Figure 2.

Quantification of the endogenous IL-7 in mice after CTX treatment. (A) IL-7 RNA levels in mouse spleen and bone marrow (BM) after CTX treatment. At the indicated time points after CTX treatment, spleen and BM samples were harvested, and total RNA was extracted. IL-7 transcripts in spleen and BM was quantified by real-time RT-PCR. Data represent the relative amount of IL-7 mRNA normalized to β-actin shown as mean ± SD of triplicates of each sample. Data shown are results of one out three independent experiments with similar results. (B) Quantification of IL-7 levels in mouse serum using 2E8 cell-based bioassay. Serum samples were collected from Rag2KO, untreated naïve mice, and CTX-treated mice. CFSE-labeled IL-7-responsive 2E8 cells were seeded in a 96-well plate in the presence of serum samples or serially diluted rmIL-7 as the standards.
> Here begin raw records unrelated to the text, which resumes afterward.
//! # relay-sync
//!
//! Planners and collaborators for publishing a unit to the review server.
//!
//! - [`refs`]: [`RefSyncPlanner`] computes branch/tag push mappings
//! - [`tree`]: [`TreeSyncPlanner`] mirrors a filtered file tree
//! - [`vcs`]: the [`VcsExecutor`] seam and its `git` implementation
//! - [`remote_registry`]: cached project listing on the server
//! - [`pipeline`]: per-unit push / mirror steps run by the dispatcher

pub mod diff;
pub mod error;
pub mod filter;
pub mod pipeline;
pub mod refs;
pub mod remote_registry;
pub mod tree;
pub mod vcs;

pub use diff::{diff_unit, DiffUnitResult, FileDiff};
pub use error::{RegistryClientError, SyncError, VcsError};
pub use filter::TreeFilter;
pub use pipeline::{mirror_unit, push_unit, MirrorOptions, MirrorOutcome, PushOptions, PushOutcome};
pub use refs::{HeadPlanOptions, RefSyncPlanner, Selection, TagPlanOptions};
pub use remote_registry::{CachedRegistry, CreateOptions, HttpRegistry, RemoteRegistry, SshRegistry};
pub use tree::{TreeSyncPlanner, TreeSyncReport};
pub use vcs::{GitExecutor, RefMap, VcsExecutor};
//! Bounded-concurrency dispatcher for per-project work.

mod dispatcher;
mod error;
mod report;

pub use dispatcher::{run, Dispatcher, FailurePolicy};
pub use error::DispatchError;
pub use report::{DispatchOutcome, DispatchReport, Outcome, UnitReport};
After 3 days in culture, cell proliferation was evaluated by CFSE dilution using flow cytometry. The graph on the left shows the standard curve, which is generated by plotting the percent of divided 2E8 cells against the concentration of rmIL-7. The bar graph on the right shows IL-7 concentrations in serum samples calculated based on the regression equation derived from the standard curve. The dash line indicates the concentration of rmIL-7 needed in culture in order to drive 2E8 cell proliferation that is significantly above the background level. Data shown are pooled from 2 independent experiments with at least lest 3 mice in each group. ***P < 0.001.